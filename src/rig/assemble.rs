use crate::{
    config::settings::IkSettings,
    foundation::core::DVec3,
    foundation::error::{RigError, RigResult},
    rig::constraint::{Constraint, ConstraintStack, Marker, MarkerId},
    rig::skeleton::{BoneId, Side, Skeleton},
};

/// Skeleton object with its markers and constraint graph attached.
#[derive(Clone, Debug, PartialEq, serde::Serialize, serde::Deserialize)]
pub struct Rig {
    /// Object name of the skeleton.
    pub name: String,
    /// Rest location of the skeleton object in world space.
    pub location: DVec3,
    /// Finalized bone tree.
    pub skeleton: Skeleton,
    /// Markers in [`MarkerId::ALL`] order, located in the skeleton's frame.
    pub markers: Vec<Marker>,
    /// One stack per bone in [`BoneId::ALL`] order.
    pub stacks: Vec<ConstraintStack>,
}

impl Rig {
    /// Marker record for `id`.
    pub fn marker(&self, id: MarkerId) -> &Marker {
        &self.markers[id.index()]
    }

    /// Constraint stack of `bone`, in evaluation order.
    pub fn constraints(&self, bone: BoneId) -> &[Constraint] {
        &self.stacks[bone.index()].constraints
    }

    /// Total number of attached constraints.
    pub fn constraint_count(&self) -> usize {
        self.stacks.iter().map(|s| s.constraints.len()).sum()
    }

    /// Check topology, marker slots, and every constraint.
    pub fn validate(&self) -> RigResult<()> {
        self.skeleton.validate()?;
        if self.markers.len() != MarkerId::ALL.len()
            || self.markers.iter().zip(MarkerId::ALL).any(|(m, id)| m.id != id)
        {
            return Err(RigError::validation(format!(
                "rig '{}' markers are incomplete or out of order",
                self.name
            )));
        }
        if self.stacks.len() != BoneId::ALL.len()
            || self.stacks.iter().zip(BoneId::ALL).any(|(s, id)| s.owner != id)
        {
            return Err(RigError::validation(format!(
                "rig '{}' constraint stacks are incomplete or out of order",
                self.name
            )));
        }
        for stack in &self.stacks {
            for c in &stack.constraints {
                c.validate(stack.owner)?;
            }
        }
        Ok(())
    }
}

/// Tail of the terminal arm bone on `side`, in the skeleton's frame.
pub fn ik_anchor(skeleton: &Skeleton, side: Side) -> DVec3 {
    let tip = match side {
        Side::Left => BoneId::ArmL2,
        Side::Right => BoneId::ArmR2,
    };
    skeleton.bone(tip).tail
}

/// Attach markers and the constraint graph to a finalized skeleton.
///
/// - IK targets sit on the arm tips, poles are pushed along depth
///   (`+` left, `-` right) to fix the elbow bend.
/// - Every bone gets a symmetric rotation limit.
/// - `spine_2` copies `spine_1` and `spine_3` copies `spine_2` at the
///   configured influences.
/// - Each forearm owns a two-bone IK constraint aimed at its side's markers.
#[tracing::instrument(skip(skeleton, ik))]
pub fn assemble_ik_rig(name: &str, skeleton: Skeleton, ik: &IkSettings) -> RigResult<Rig> {
    let mut markers = Vec::with_capacity(MarkerId::ALL.len());
    for side in Side::BOTH {
        markers.push(Marker {
            id: MarkerId::target(side),
            location: ik_anchor(&skeleton, side),
        });
    }
    for side in Side::BOTH {
        markers.push(Marker {
            id: MarkerId::pole(side),
            location: ik_anchor(&skeleton, side)
                + DVec3::new(0.0, side.twist() * ik.pole_offset, 0.0),
        });
    }
    markers.sort_by_key(|m| m.id);

    let limit = Constraint::symmetric_limit(ik.rotation_limit_deg.to_radians());
    let mut stacks: Vec<ConstraintStack> = BoneId::ALL
        .into_iter()
        .map(|owner| ConstraintStack {
            owner,
            constraints: vec![limit.clone()],
        })
        .collect();

    let copies = [
        (BoneId::Spine2, BoneId::Spine1, ik.spine_copy_influence[0]),
        (BoneId::Spine3, BoneId::Spine2, ik.spine_copy_influence[1]),
    ];
    for (owner, source, influence) in copies {
        stacks[owner.index()]
            .constraints
            .push(Constraint::CopyRotation { source, influence });
    }

    for side in Side::BOTH {
        let owner = BoneId::arm(side, 2)
            .ok_or_else(|| RigError::validation("arm chain has no terminal bone"))?;
        stacks[owner.index()].constraints.push(Constraint::Ik {
            target: MarkerId::target(side),
            pole: MarkerId::pole(side),
            pole_angle: side.twist() * ik.pole_angle_deg.to_radians(),
            chain_length: ik.chain_length,
            use_stretch: ik.use_stretch,
        });
    }

    let rig = Rig {
        name: name.to_string(),
        location: DVec3::ZERO,
        skeleton,
        markers,
        stacks,
    };
    rig.validate()?;
    tracing::debug!(
        markers = rig.markers.len(),
        constraints = rig.constraint_count(),
        "ik rig assembled"
    );
    Ok(rig)
}

#[cfg(test)]
#[path = "../../tests/unit/rig/assemble.rs"]
mod tests;
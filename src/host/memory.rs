use crate::{
    foundation::core::{DQuat, DVec3, FrameRange},
    foundation::error::{RigError, RigResult},
    host::{MeshHandle, MeshObject, SceneHost, glyph, weights},
    rig::skeleton::Skeleton,
};

/// Deterministic in-memory scene host.
///
/// Holds meshes in creation order; handles index into that list and are
/// invalidated by [`SceneHost::reset`].
#[derive(Clone, Debug, Default)]
pub struct MemoryHost {
    frame_range: Option<FrameRange>,
    meshes: Vec<MeshObject>,
}

impl MemoryHost {
    /// Host with an empty, un-reset scene.
    pub fn new() -> Self {
        Self::default()
    }

    /// Number of live mesh objects.
    pub fn mesh_count(&self) -> usize {
        self.meshes.len()
    }

    fn mesh_mut(&mut self, mesh: MeshHandle) -> RigResult<&mut MeshObject> {
        self.meshes
            .get_mut(mesh.0 as usize)
            .ok_or_else(|| RigError::validation(format!("unknown mesh handle {}", mesh.0)))
    }
}

impl SceneHost for MemoryHost {
    fn reset(&mut self, frame_range: FrameRange) -> RigResult<()> {
        if frame_range.is_empty() {
            return Err(RigError::validation("playback range must not be empty"));
        }
        self.meshes.clear();
        self.frame_range = Some(frame_range);
        Ok(())
    }

    fn frame_range(&self) -> Option<FrameRange> {
        self.frame_range
    }

    fn text_to_mesh(&mut self, name: &str, glyph: char, thickness: f64) -> RigResult<MeshHandle> {
        if self.frame_range.is_none() {
            return Err(RigError::validation("scene must be reset before adding objects"));
        }
        if self.meshes.iter().any(|m| m.name == name) {
            return Err(RigError::validation(format!(
                "object name '{name}' already in use"
            )));
        }
        let outline = glyph::glyph_outline(glyph)?;
        let ring = glyph::flatten_ring(&outline)?;
        let (vertices, faces) = glyph::extrude_ring(&ring, thickness);

        let handle = MeshHandle(self.meshes.len() as u32);
        self.meshes.push(MeshObject {
            name: name.to_string(),
            location: DVec3::ZERO,
            rotation: DQuat::IDENTITY,
            vertices,
            faces,
            vertex_groups: Vec::new(),
            armature: None,
        });
        tracing::debug!(name, %glyph, thickness, "glyph meshed");
        Ok(handle)
    }

    fn mesh(&self, mesh: MeshHandle) -> RigResult<&MeshObject> {
        self.meshes
            .get(mesh.0 as usize)
            .ok_or_else(|| RigError::validation(format!("unknown mesh handle {}", mesh.0)))
    }

    fn relocate_origin(&mut self, mesh: MeshHandle, world_point: DVec3) -> RigResult<()> {
        let m = self.mesh_mut(mesh)?;
        let to_local = m.world_transform().inverse();
        let shift = to_local.transform_point3(world_point);
        for v in &mut m.vertices {
            *v -= shift;
        }
        m.location = world_point;
        Ok(())
    }

    fn bind_automatic_weights(
        &mut self,
        mesh: MeshHandle,
        rig_name: &str,
        skeleton: &Skeleton,
        rig_location: DVec3,
    ) -> RigResult<()> {
        let m = self.mesh_mut(mesh)?;
        let world = m.world_vertices();
        m.vertex_groups = weights::automatic_weights(&world, skeleton, rig_location);
        m.armature = Some(rig_name.to_string());
        Ok(())
    }
}

#[cfg(test)]
#[path = "../../tests/unit/host/memory.rs"]
mod tests;
use crate::{
    animation::anim::{InterpMode, Keyframes},
    config::settings::{JumpClipSettings, KeySpec},
    foundation::core::{DVec3, FrameIndex},
    foundation::error::{RigError, RigResult},
    rig::assemble::Rig,
    rig::constraint::MarkerId,
    rig::measure::Measurements,
    rig::skeleton::{BoneId, Side},
};

/// Property a track drives.
#[derive(Clone, Copy, Debug, PartialEq, Eq, Hash, serde::Serialize, serde::Deserialize)]
#[serde(tag = "kind", content = "target", rename_all = "snake_case")]
pub enum Channel {
    /// World location of the skeleton object.
    ObjectLocation,
    /// Local XYZ Euler rotation (radians) of one bone.
    BoneRotation(BoneId),
    /// Location of a marker in the skeleton's frame.
    MarkerLocation(MarkerId),
}

/// One animated channel.
#[derive(Clone, Debug, PartialEq, serde::Serialize, serde::Deserialize)]
pub struct Track {
    /// Driven property.
    pub channel: Channel,
    /// Keyed vector values.
    pub keys: Keyframes<DVec3>,
}

/// Named set of tracks attached to the rig.
#[derive(Clone, Debug, PartialEq, serde::Serialize, serde::Deserialize)]
pub struct Action {
    /// Action name.
    pub name: String,
    /// Tracks in creation order; at most one per channel.
    pub tracks: Vec<Track>,
}

impl Action {
    /// Track driving `channel`, if any.
    pub fn track(&self, channel: Channel) -> Option<&Track> {
        self.tracks.iter().find(|t| t.channel == channel)
    }

    /// Every track must be keyed, ordered, and drive a distinct channel.
    pub fn validate(&self) -> RigResult<()> {
        for (i, t) in self.tracks.iter().enumerate() {
            t.keys.validate()?;
            if self.tracks[..i].iter().any(|o| o.channel == t.channel) {
                return Err(RigError::animation(format!(
                    "action '{}' drives {:?} twice",
                    self.name, t.channel
                )));
            }
        }
        Ok(())
    }
}

fn keyed(
    table: &[KeySpec],
    clip: &JumpClipSettings,
    value: impl Fn(f64) -> DVec3,
) -> RigResult<Keyframes<DVec3>> {
    let mut keys = Keyframes::new(InterpMode::Linear);
    for k in table {
        keys.insert(FrameIndex(k.frame), value(k.value), clip.ease)?;
    }
    Ok(keys)
}

/// Key the jump cycle: root lift, spine pitch, and both IK targets.
///
/// Heights scale with `m.height`; targets keep their rest X/Y and only
/// move vertically in the skeleton's frame.
#[tracing::instrument(skip(rig, clip))]
pub fn animate_jump(m: &Measurements, rig: &Rig, clip: &JumpClipSettings) -> RigResult<Action> {
    let h = m.height;
    let base = rig.location;
    let mut tracks = vec![
        Track {
            channel: Channel::ObjectLocation,
            keys: keyed(&clip.root_lift, clip, |f| base + DVec3::new(0.0, 0.0, f * h))?,
        },
        Track {
            channel: Channel::BoneRotation(BoneId::Spine1),
            keys: keyed(&clip.spine_pitch_deg, clip, |deg| {
                DVec3::new(deg.to_radians(), 0.0, 0.0)
            })?,
        },
    ];
    for side in Side::BOTH {
        let id = MarkerId::target(side);
        let anchor = rig.marker(id).location;
        tracks.push(Track {
            channel: Channel::MarkerLocation(id),
            keys: keyed(&clip.arm_reach, clip, |f| {
                DVec3::new(anchor.x, anchor.y, f * h)
            })?,
        });
    }

    let action = Action {
        name: format!("{}_jump", rig.name),
        tracks,
    };
    action.validate()?;
    tracing::debug!(
        tracks = action.tracks.len(),
        keys = action.tracks.iter().map(|t| t.keys.keys.len()).sum::<usize>(),
        "jump keyed"
    );
    Ok(action)
}

#[cfg(test)]
#[path = "../../tests/unit/animation/jump.rs"]
mod tests;
use crate::foundation::error::{RigError, RigResult};

pub use glam::{DAffine3, DMat3, DQuat, DVec3, EulerRot};

#[derive(
    Clone, Copy, Debug, PartialEq, Eq, PartialOrd, Ord, Hash, serde::Serialize, serde::Deserialize,
)]
/// Integer frame index on the scene timeline (1-based in the default clip).
pub struct FrameIndex(pub u64);

#[derive(Clone, Copy, Debug, PartialEq, Eq, serde::Serialize, serde::Deserialize)]
/// Half-open frame range `[start, end)`.
pub struct FrameRange {
    /// First frame in the range.
    pub start: FrameIndex,
    /// One past the last frame.
    pub end: FrameIndex, // exclusive
}

impl FrameRange {
    /// Build a range, rejecting `start > end`.
    pub fn new(start: FrameIndex, end: FrameIndex) -> RigResult<Self> {
        if start.0 > end.0 {
            return Err(RigError::validation("FrameRange start must be <= end"));
        }
        Ok(Self { start, end })
    }

    /// Build a range from an inclusive `[first, last]` pair, as playback ranges are usually stated.
    pub fn inclusive(first: FrameIndex, last: FrameIndex) -> RigResult<Self> {
        if first.0 > last.0 {
            return Err(RigError::validation("FrameRange first must be <= last"));
        }
        let end = last
            .0
            .checked_add(1)
            .ok_or_else(|| RigError::validation("FrameRange last frame is too large"))?;
        Ok(Self {
            start: first,
            end: FrameIndex(end),
        })
    }

    /// Number of frames in the range.
    pub fn len_frames(self) -> u64 {
        self.end.0.saturating_sub(self.start.0)
    }

    /// True when the range holds no frames.
    pub fn is_empty(self) -> bool {
        self.start.0 == self.end.0
    }

    /// Last frame inside the range, if any.
    pub fn last(self) -> Option<FrameIndex> {
        if self.is_empty() {
            None
        } else {
            Some(FrameIndex(self.end.0 - 1))
        }
    }

    /// True when `f` lies inside the range.
    pub fn contains(self, f: FrameIndex) -> bool {
        self.start.0 <= f.0 && f.0 < self.end.0
    }

    /// Clamp `f` into the range.
    pub fn clamp(self, f: FrameIndex) -> FrameIndex {
        match self.last() {
            Some(last) => FrameIndex(f.0.clamp(self.start.0, last.0)),
            None => self.start,
        }
    }

    /// Iterate every frame in order.
    pub fn frames(self) -> impl Iterator<Item = FrameIndex> {
        (self.start.0..self.end.0).map(FrameIndex)
    }
}

/// Axis-aligned bounding box in some local space.
#[derive(Clone, Copy, Debug, PartialEq, serde::Serialize, serde::Deserialize)]
pub struct Aabb3 {
    /// Component-wise minimum corner.
    pub min: DVec3,
    /// Component-wise maximum corner.
    pub max: DVec3,
}

impl Aabb3 {
    /// Smallest box enclosing `points`; `None` when there are no points.
    pub fn from_points<'a>(points: impl IntoIterator<Item = &'a DVec3>) -> Option<Self> {
        let mut it = points.into_iter();
        let first = *it.next()?;
        let (min, max) = it.fold((first, first), |(lo, hi), p| (lo.min(*p), hi.max(*p)));
        Some(Self { min, max })
    }

    /// Extent along each axis.
    pub fn size(&self) -> DVec3 {
        self.max - self.min
    }

    /// The eight corners, min corner first.
    pub fn corners(&self) -> [DVec3; 8] {
        let (a, b) = (self.min, self.max);
        [
            DVec3::new(a.x, a.y, a.z),
            DVec3::new(b.x, a.y, a.z),
            DVec3::new(a.x, b.y, a.z),
            DVec3::new(b.x, b.y, a.z),
            DVec3::new(a.x, a.y, b.z),
            DVec3::new(b.x, a.y, b.z),
            DVec3::new(a.x, b.y, b.z),
            DVec3::new(b.x, b.y, b.z),
        ]
    }
}

#[cfg(test)]
#[path = "../../tests/unit/foundation/core.rs"]
mod tests;
use crate::{
    animation::ease::Ease,
    foundation::core::{DVec3, FrameIndex},
    foundation::error::{RigError, RigResult},
};

/// Values that can be blended between two keys.
pub trait Lerp: Sized {
    /// Blend from `a` (at `t = 0`) to `b` (at `t = 1`).
    fn lerp(a: &Self, b: &Self, t: f64) -> Self;
}

impl Lerp for f64 {
    fn lerp(a: &Self, b: &Self, t: f64) -> Self {
        a + (b - a) * t
    }
}

impl Lerp for DVec3 {
    fn lerp(a: &Self, b: &Self, t: f64) -> Self {
        DVec3::new(
            a.x + (b.x - a.x) * t,
            a.y + (b.y - a.y) * t,
            a.z + (b.z - a.z) * t,
        )
    }
}

/// Frame-indexed samples of one animated property.
///
/// Keys are kept in strictly increasing frame order; [`Keyframes::insert`]
/// refuses anything else, so a track can only ever be appended to.
#[derive(Clone, Debug, PartialEq, serde::Serialize, serde::Deserialize)]
pub struct Keyframes<T> {
    /// Keys sorted by frame, no duplicates.
    pub keys: Vec<Keyframe<T>>,
    /// Interpolation between consecutive keys.
    pub mode: InterpMode,
}

/// One keyed sample.
#[derive(Clone, Debug, PartialEq, serde::Serialize, serde::Deserialize)]
pub struct Keyframe<T> {
    /// Frame the value is keyed on.
    pub frame: FrameIndex,
    /// Keyed value.
    pub value: T,
    /// Easing applied toward the next key.
    pub ease: Ease,
}

/// How values between two keys are produced.
#[derive(Clone, Copy, Debug, PartialEq, Eq, serde::Serialize, serde::Deserialize)]
pub enum InterpMode {
    /// Step: hold the earlier key until the next one.
    Hold,
    /// Eased blend between the surrounding keys.
    Linear,
}

impl<T> Keyframes<T>
where
    T: Lerp + Clone,
{
    /// Empty track.
    pub fn new(mode: InterpMode) -> Self {
        Self {
            keys: Vec::new(),
            mode,
        }
    }

    /// Append one key. The frame must be strictly after the last keyed frame.
    pub fn insert(&mut self, frame: FrameIndex, value: T, ease: Ease) -> RigResult<()> {
        if let Some(last) = self.keys.last()
            && last.frame.0 >= frame.0
        {
            return Err(RigError::animation(format!(
                "key at frame {} does not follow key at frame {}",
                frame.0, last.frame.0
            )));
        }
        self.keys.push(Keyframe { frame, value, ease });
        Ok(())
    }

    /// Keyed frames in insertion order.
    pub fn frames(&self) -> impl Iterator<Item = FrameIndex> + '_ {
        self.keys.iter().map(|k| k.frame)
    }

    /// Value keyed exactly on `frame`, if any.
    pub fn value_at(&self, frame: FrameIndex) -> Option<&T> {
        self.keys
            .binary_search_by_key(&frame, |k| k.frame)
            .ok()
            .map(|i| &self.keys[i].value)
    }

    /// Check the ordering invariant on deserialized tracks.
    pub fn validate(&self) -> RigResult<()> {
        if self.keys.is_empty() {
            return Err(RigError::animation("Keyframes must have at least one key"));
        }
        if !self.keys.windows(2).all(|w| w[0].frame.0 < w[1].frame.0) {
            return Err(RigError::animation(
                "Keyframes keys must be strictly increasing by frame",
            ));
        }
        Ok(())
    }

    /// Value at `frame`; held constant before the first and after the last key.
    pub fn sample(&self, frame: FrameIndex) -> RigResult<T> {
        if self.keys.is_empty() {
            return Err(RigError::animation("Keyframes has no keys"));
        }

        let f = frame.0;
        let idx = self.keys.partition_point(|k| k.frame.0 <= f);

        if idx == 0 {
            return Ok(self.keys[0].value.clone());
        }
        if idx >= self.keys.len() {
            return Ok(self.keys[self.keys.len() - 1].value.clone());
        }

        let a = &self.keys[idx - 1];
        let b = &self.keys[idx];
        let denom = b.frame.0.saturating_sub(a.frame.0);
        if denom == 0 {
            return Ok(a.value.clone());
        }

        let t = ((f - a.frame.0) as f64) / (denom as f64);
        let te = a.ease.apply(t);
        match self.mode {
            InterpMode::Hold => Ok(a.value.clone()),
            InterpMode::Linear => Ok(T::lerp(&a.value, &b.value, te)),
        }
    }
}

#[cfg(test)]
#[path = "../../tests/unit/animation/anim.rs"]
mod tests;
pub(crate) mod ik;
pub(crate) mod pose;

━━━━━━

## Work request:
Only the lines above from the one with "let world = m.world_vertices();" up to and including the one with "a track drives." should be repeated, exactly as written.

## Result:
        let world = m.world_vertices();
        m.vertex_groups = weights::automatic_weights(&world, skeleton, rig_location);
        m.armature = Some(rig_name.to_string());
        Ok(())
    }
}

#[cfg(test)]
#[path = "../../tests/unit/host/memory.rs"]
mod tests;
use crate::{
    animation::anim::{InterpMode, Keyframes},
    config::settings::{JumpClipSettings, KeySpec},
    foundation::core::{DVec3, FrameIndex},
    foundation::error::{RigError, RigResult},
    rig::assemble::Rig,
    rig::constraint::MarkerId,
    rig::measure::Measurements,
    rig::skeleton::{BoneId, Side},
};

/// Property a track drives.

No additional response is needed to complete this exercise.